Up and down the country, the floods have claimed more than 90 lives and destroyed thousands of homes and left pools of stagnant water that breed mosquitoes, heightening the risk of malaria.

The floods also damaged latrines that, in some cases, polluted water, compromised hygiene and increased the potential for the outbreak of deadly diseases.

Officials said a strengthened surveillance system, door-to-door education in personal hygiene and public awareness campaigns, had minimised the potential for disaster.

The UN Children's Fund (UNICEF), with the federal ministry of health, also allocated insecticides to all flood-affected areas.

"The training of local populations on vector control has also started, and 65 percent of the targeted individuals have already completed their training," the UN said.

In the eastern state of Kassala, UNICEF prepared and distributed posters advising people to wash their hands before eating, on rubbish removal and the use of mosquito nets.

It also distributed chlorine for purifying water, and other hygiene supplies.

"I think that's working, that's really working because in this type of situation, you get epidemics," Vaid pointed out.

A cholera outbreak in Sudan in 2006 killed about 700 people and affected 25,000.

In Kassala, the ministry of health teamed up with the World Health Organization and other UN agencies and NGOs to plan a response.

The cholera treatment centre near the main Kassala hospital was prepared in case of an outbreak, ready to admit up to eight patients at a time with room for 30.

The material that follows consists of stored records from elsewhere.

//! Capture-side records: tool classification and finalized sessions.

use chrono::{DateTime, Utc};
use serde::{Deserialize, Serialize};
use serde_json::Value;

/// Coarse grouping of tools by what they touch.
#[derive(Debug, Clone, Copy, PartialEq, Eq, Hash, Serialize, Deserialize)]
#[serde(rename_all = "snake_case")]
pub enum ToolCategory {
    FileSystem,
    CodeExecution,
    Search,
    WebRequest,
    McpTool,
    Unknown,
}

impl ToolCategory {
    /// Derive the category from a tool name.
    pub fn from_tool_name(name: &str) -> Self {
        if name.starts_with("mcp__") {
            return ToolCategory::McpTool;
        }
        match name {
            "Read" | "Write" | "Edit" | "NotebookEdit" => ToolCategory::FileSystem,
            "Bash" | "BashOutput" | "KillShell" => ToolCategory::CodeExecution,
            "Grep" | "Glob" => ToolCategory::Search,
            "WebFetch" | "WebSearch" => ToolCategory::WebRequest,
            _ => ToolCategory::Unknown,
        }
    }

    pub fn as_str(&self) -> &'static str {
        match self {
            ToolCategory::FileSystem => "file_system",
            ToolCategory::CodeExecution => "code_execution",
            ToolCategory::Search => "search",
            ToolCategory::WebRequest => "web_request",
            ToolCategory::McpTool => "mcp_tool",
            ToolCategory::Unknown => "unknown",
        }
    }

    pub fn parse(s: &str) -> Self {
        match s {
            "file_system" => Self::FileSystem,
            "code_execution" => Self::CodeExecution,
            "search" => Self::Search,
            "web_request" => Self::WebRequest,
            "mcp_tool" => Self::McpTool,
            _ => Self::Unknown,
        }
    }
}

/// How much state a tool call can mutate.
#[derive(Debug, Clone, Copy, PartialEq, Eq, PartialOrd, Ord, Serialize, Deserialize)]
#[serde(rename_all = "snake_case")]
pub enum ToolImpact {
    Low,
    Medium,
    High,
}

impl ToolImpact {
    /// Read-only tools are low impact; write/execute tools are high.
    pub fn from_tool_name(name: &str) -> Self {
        match name {
            "Read" | "Grep" | "Glob" | "WebFetch" | "WebSearch" | "BashOutput" => ToolImpact::Low,
            "Write" | "Edit" | "NotebookEdit" | "Bash" | "KillShell" => ToolImpact::High,
            _ => ToolImpact::Medium,
        }
    }
}

/// Coarse complexity score from input payload size.
#[derive(Debug, Clone, Copy, PartialEq, Eq, PartialOrd, Ord, Serialize, Deserialize)]
#[serde(rename_all = "snake_case")]
pub enum ToolComplexity {
    Simple,
    Moderate,
    Complex,
}

impl ToolComplexity {
    pub fn from_input(input: &Value) -> Self {
        let size = serde_json::to_string(input).map(|s| s.len()).unwrap_or(0);
        if size < 256 {
            ToolComplexity::Simple
        } else if size < 4096 {
            ToolComplexity::Moderate
        } else {
            ToolComplexity::Complex
        }
    }
}

/// A tool call awaiting its result. Lives between the assistant message
/// that emits it and the user message that resolves it.
#[derive(Debug, Clone)]
pub struct PendingToolCall {
    pub tool_use_id: String,
    pub tool_name: String,
    pub input: Value,
    /// uuid of the assistant envelope that emitted the call.
    pub message_uuid: Option<String>,
    pub category: ToolCategory,
    pub impact: ToolImpact,
    pub complexity: ToolComplexity,
}

/// A tool call matched with its result.
#[derive(Debug, Clone, Serialize, Deserialize)]
pub struct CompletedToolCall {
    pub tool_use_id: String,
    pub tool_name: String,
    pub input: Value,
    pub output: Value,
    pub success: bool,
    pub category: ToolCategory,
    pub impact: ToolImpact,
    pub complexity: ToolComplexity,
    pub message_uuid: Option<String>,
}

/// One message accumulated during capture, in arrival order.
#[derive(Debug, Clone, Serialize, Deserialize)]
pub struct CapturedMessage {
    pub role: String,
    pub text: String,
    pub uuid: Option<String>,
    pub parent_tool_use_id: Option<String>,
    pub timestamp: DateTime<Utc>,
}

/// How a captured session terminated.
#[derive(Debug, Clone, Copy, PartialEq, Eq, Serialize, Deserialize)]
#[serde(rename_all = "snake_case")]
pub enum SessionOutcome {
    /// Process exited normally.
    Completed,
    /// Explicit stop was requested.
    Stopped,
    /// Process exited non-zero or crashed.
    Failed,
}

/// Per-tool statistics for a finalized session.
#[derive(Debug, Clone, Default, Serialize, Deserialize)]
pub struct ToolStats {
    pub total_calls: usize,
    pub succeeded: usize,
    pub failed: usize,
    pub dangling: usize,
}

/// A finalized session produced by the assembler.
#[derive(Debug, Clone, Serialize, Deserialize)]
pub struct CapturedSession {
    pub session_id: String,
    pub title: String,
    pub model: Option<String>,
    pub tools: Vec<String>,
    pub permission_mode: Option<String>,
    pub working_dir: Option<String>,
    pub messages: Vec<CapturedMessage>,
    pub tool_calls: Vec<CompletedToolCall>,
    /// Tool calls that never received a result.
    pub dangling_tool_calls: Vec<String>,
    pub outcome: SessionOutcome,
    /// False when the terminal result envelope never arrived.
    pub is_complete: bool,
    pub total_cost_usd: f64,
    pub input_tokens: u64,
    pub output_tokens: u64,
    /// Cost divided by total tokens, when both are known.
    pub cost_per_token: Option<f64>,
    pub num_turns: u32,
    pub duration_ms: u64,
    pub spawned_at: DateTime<Utc>,
    pub finalized_at: DateTime<Utc>,
    /// Raw stderr captured from the child process.
    pub diagnostics: Vec<String>,
}

impl CapturedSession {
    pub fn tool_stats(&self) -> ToolStats {
        ToolStats {
            total_calls: self.tool_calls.len() + self.dangling_tool_calls.len(),
            succeeded: self.tool_calls.iter().filter(|c| c.success).count(),
            failed: self.tool_calls.iter().filter(|c| !c.success).count(),
            dangling: self.dangling_tool_calls.len(),
        }
    }
}

#[cfg(test)]
mod tests {
    use super::*;
    use serde_json::json;

    #[test]
    fn test_category_from_tool_name() {
        assert_eq!(ToolCategory::from_tool_name("Read"), ToolCategory::FileSystem);
        assert_eq!(ToolCategory::from_tool_name("Bash"), ToolCategory::CodeExecution);
        assert_eq!(ToolCategory::from_tool_name("Grep"), ToolCategory::Search);
        assert_eq!(ToolCategory::from_tool_name("WebFetch"), ToolCategory::WebRequest);
        assert_eq!(
            ToolCategory::from_tool_name("mcp__playwright__navigate"),
            ToolCategory::McpTool
        );
        assert_eq!(ToolCategory::from_tool_name("FancyNewTool"), ToolCategory::Unknown);
    }

    #[test]
    fn test_impact_read_vs_write() {
        assert_eq!(ToolImpact::from_tool_name("Read"), ToolImpact::Low);
        assert_eq!(ToolImpact::from_tool_name("Write"), ToolImpact::High);
        assert_eq!(ToolImpact::from_tool_name("Bash"), ToolImpact::High);
        assert_eq!(ToolImpact::from_tool_name("Task"), ToolImpact::Medium);
    }

    #[test]
    fn test_complexity_from_input_size() {
        assert_eq!(
            ToolComplexity::from_input(&json!({"file_path": "/a"})),
            ToolComplexity::Simple
        );
        let medium = json!({"content": "x".repeat(1000)});
        assert_eq!(ToolComplexity::from_input(&medium), ToolComplexity::Moderate);
        let large = json!({"content": "x".repeat(10_000)});
        assert_eq!(ToolComplexity::from_input(&large), ToolComplexity::Complex);
    }
}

"We took the precautions when we thought that this was going to happen," said Vaid. But, he added, "so far so good; [there have been] no admissions."

Cholera is spread by contaminated water or food and causes vomiting and acute diarrhoea. It dehydrates the body and can lead to death unless treated within 24 hours.

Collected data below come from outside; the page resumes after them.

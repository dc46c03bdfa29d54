//! Types for hook events delivered to the ingestion gateway.
//!
//! Hook events arrive as HTTP POST bodies, either forwarded by the capture
//! client after a supervised session finalizes or emitted live by the CLI's
//! own hook mechanism. Field names are camelCase on the wire.

use chrono::{DateTime, Utc};
use serde::{Deserialize, Serialize};
use serde_json::Value;

/// Raw webhook request body.
#[derive(Debug, Clone, Default, Serialize, Deserialize)]
pub struct HookRequest {
    /// Event discriminator: `session-start`, `prompt-submit`,
    /// `post-tool-use`, `session-end`.
    pub event: String,

    /// Client-side event timestamp.
    #[serde(default)]
    pub timestamp: Option<DateTime<Utc>>,

    /// The external CLI's session id.
    #[serde(rename = "sessionId")]
    pub session_id: String,

    /// Client-supplied idempotency key. Falls back to the
    /// `x-request-id` header, then to a generated id.
    #[serde(default, rename = "requestId")]
    pub request_id: Option<String>,

    // session-start fields
    #[serde(default)]
    pub model: Option<String>,
    #[serde(default)]
    pub cwd: Option<String>,
    #[serde(default)]
    pub source: Option<String>,

    // prompt-submit fields
    #[serde(default)]
    pub prompt: Option<String>,

    // post-tool-use fields
    #[serde(default, rename = "toolName")]
    pub tool_name: Option<String>,
    #[serde(default, rename = "toolInput")]
    pub tool_input: Option<Value>,
    #[serde(default, rename = "toolResponse")]
    pub tool_response: Option<Value>,
    #[serde(default, rename = "toolUseId")]
    pub tool_use_id: Option<String>,

    // session-end fields
    #[serde(default)]
    pub reason: Option<String>,
    #[serde(default, rename = "transcriptPath")]
    pub transcript_path: Option<String>,
    #[serde(default, rename = "totalCostUsd")]
    pub total_cost_usd: Option<f64>,
    #[serde(default, rename = "inputTokens")]
    pub input_tokens: Option<u64>,
    #[serde(default, rename = "outputTokens")]
    pub output_tokens: Option<u64>,
}

/// Enumeration of hook event types the gateway dispatches on.
#[derive(Debug, Clone, Copy, PartialEq, Eq, Hash, Serialize, Deserialize)]
#[serde(rename_all = "kebab-case")]
pub enum HookEventType {
    SessionStart,
    PromptSubmit,
    PostToolUse,
    SessionEnd,
}

impl HookEventType {
    pub fn parse(s: &str) -> Option<Self> {
        match s {
            "session-start" => Some(Self::SessionStart),
            "prompt-submit" => Some(Self::PromptSubmit),
            "post-tool-use" => Some(Self::PostToolUse),
            "session-end" => Some(Self::SessionEnd),
            _ => None,
        }
    }

    pub fn as_str(&self) -> &'static str {
        match self {
            Self::SessionStart => "session-start",
            Self::PromptSubmit => "prompt-submit",
            Self::PostToolUse => "post-tool-use",
            Self::SessionEnd => "session-end",
        }
    }
}

/// Validated hook event, ready for the gateway's per-type handlers.
#[derive(Debug, Clone)]
pub enum HookEvent {
    SessionStart {
        session_id: String,
        model: Option<String>,
        cwd: Option<String>,
        source: Option<String>,
        timestamp: DateTime<Utc>,
    },
    PromptSubmit {
        session_id: String,
        prompt: String,
        timestamp: DateTime<Utc>,
    },
    PostToolUse {
        session_id: String,
        tool_name: String,
        tool_input: Value,
        tool_response: Value,
        tool_use_id: String,
        timestamp: DateTime<Utc>,
    },
    SessionEnd {
        session_id: String,
        reason: Option<String>,
        transcript_path: Option<String>,
        total_cost_usd: Option<f64>,
        input_tokens: Option<u64>,
        output_tokens: Option<u64>,
        timestamp: DateTime<Utc>,
    },
}

impl HookEvent {
    pub fn event_type(&self) -> HookEventType {
        match self {
            HookEvent::SessionStart { .. } => HookEventType::SessionStart,
            HookEvent::PromptSubmit { .. } => HookEventType::PromptSubmit,
            HookEvent::PostToolUse { .. } => HookEventType::PostToolUse,
            HookEvent::SessionEnd { .. } => HookEventType::SessionEnd,
        }
    }

    pub fn session_id(&self) -> &str {
        match self {
            HookEvent::SessionStart { session_id, .. }
            | HookEvent::PromptSubmit { session_id, .. }
            | HookEvent::PostToolUse { session_id, .. }
            | HookEvent::SessionEnd { session_id, .. } => session_id,
        }
    }
}

/// Why a hook request failed validation.
#[derive(Debug, Clone, thiserror::Error)]
pub enum HookValidationError {
    #[error("unknown event type: {0}")]
    UnknownEventType(String),
    #[error("missing required field: {0}")]
    MissingField(&'static str),
    #[error("sessionId must not be empty")]
    EmptySessionId,
    #[error("{field} exceeds maximum size ({actual} > {limit} bytes)")]
    FieldTooLarge {
        field: &'static str,
        actual: usize,
        limit: usize,
    },
}

/// Maximum accepted prompt length in bytes.
pub const MAX_PROMPT_BYTES: usize = 100_000;
/// Maximum accepted tool input length in bytes (serialized).
pub const MAX_TOOL_INPUT_BYTES: usize = 262_144;
/// Maximum accepted tool response length in bytes (serialized).
pub const MAX_TOOL_RESPONSE_BYTES: usize = 1_048_576;

impl TryFrom<HookRequest> for HookEvent {
    type Error = HookValidationError;

    fn try_from(r: HookRequest) -> Result<Self, Self::Error> {
        if r.session_id.is_empty() {
            return Err(HookValidationError::EmptySessionId);
        }
        let event_type = HookEventType::parse(&r.event)
            .ok_or_else(|| HookValidationError::UnknownEventType(r.event.clone()))?;
        let session_id = r.session_id;
        let timestamp = r.timestamp.unwrap_or_else(Utc::now);

        match event_type {
            HookEventType::SessionStart => Ok(HookEvent::SessionStart {
                session_id,
                model: r.model,
                cwd: r.cwd,
                source: r.source,
                timestamp,
            }),

            HookEventType::PromptSubmit => {
                let prompt = r
                    .prompt
                    .ok_or(HookValidationError::MissingField("prompt"))?;
                check_size("prompt", prompt.len(), MAX_PROMPT_BYTES)?;
                Ok(HookEvent::PromptSubmit {
                    session_id,
                    prompt,
                    timestamp,
                })
            }

            HookEventType::PostToolUse => {
                let tool_name = r
                    .tool_name
                    .ok_or(HookValidationError::MissingField("toolName"))?;
                let tool_use_id = r
                    .tool_use_id
                    .ok_or(HookValidationError::MissingField("toolUseId"))?;
                let tool_input = r.tool_input.unwrap_or(Value::Null);
                let tool_response = r.tool_response.unwrap_or(Value::Null);
                check_size("toolInput", json_len(&tool_input), MAX_TOOL_INPUT_BYTES)?;
                check_size(
                    "toolResponse",
                    json_len(&tool_response),
                    MAX_TOOL_RESPONSE_BYTES,
                )?;
                Ok(HookEvent::PostToolUse {
                    session_id,
                    tool_name,
                    tool_input,
                    tool_response,
                    tool_use_id,
                    timestamp,
                })
            }

            HookEventType::SessionEnd => Ok(HookEvent::SessionEnd {
                session_id,
                reason: r.reason,
                transcript_path: r.transcript_path,
                total_cost_usd: r.total_cost_usd,
                input_tokens: r.input_tokens,
                output_tokens: r.output_tokens,
                timestamp,
            }),
        }
    }
}

fn check_size(
    field: &'static str,
    actual: usize,
    limit: usize,
) -> Result<(), HookValidationError> {
    if actual > limit {
        Err(HookValidationError::FieldTooLarge {
            field,
            actual,
            limit,
        })
    } else {
        Ok(())
    }
}

fn json_len(v: &Value) -> usize {
    serde_json::to_string(v).map(|s| s.len()).unwrap_or(0)
}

Some "3.5 million persons affected by the floods are at risk of disease outbreaks, due to their lack of access to safe water and to sanitation services", according to a UN report.

It stated that since April, 810 suspected cases of acute watery diarrhoea had been reported, leading to 57 known deaths. Nearly all the cases appeared in Gedaref State in eastern Sudan, with a handful of acute watery diarrhoea cases in Kassala.

Kassala's health minister, Babikir Ahmed Digna, said only 19 suspected cases of acute watery diarrhoea were reported, of which four tested positive.

"Two of the cases appeared at the Khamsa Arab village and two in the refugee camp [for Eritreans and Ethiopians]," said Digna. "Only four cases of acute watery diarrhoea [were reported] in the state," he said.

Vaid added: "They have been discharged. They are all okay."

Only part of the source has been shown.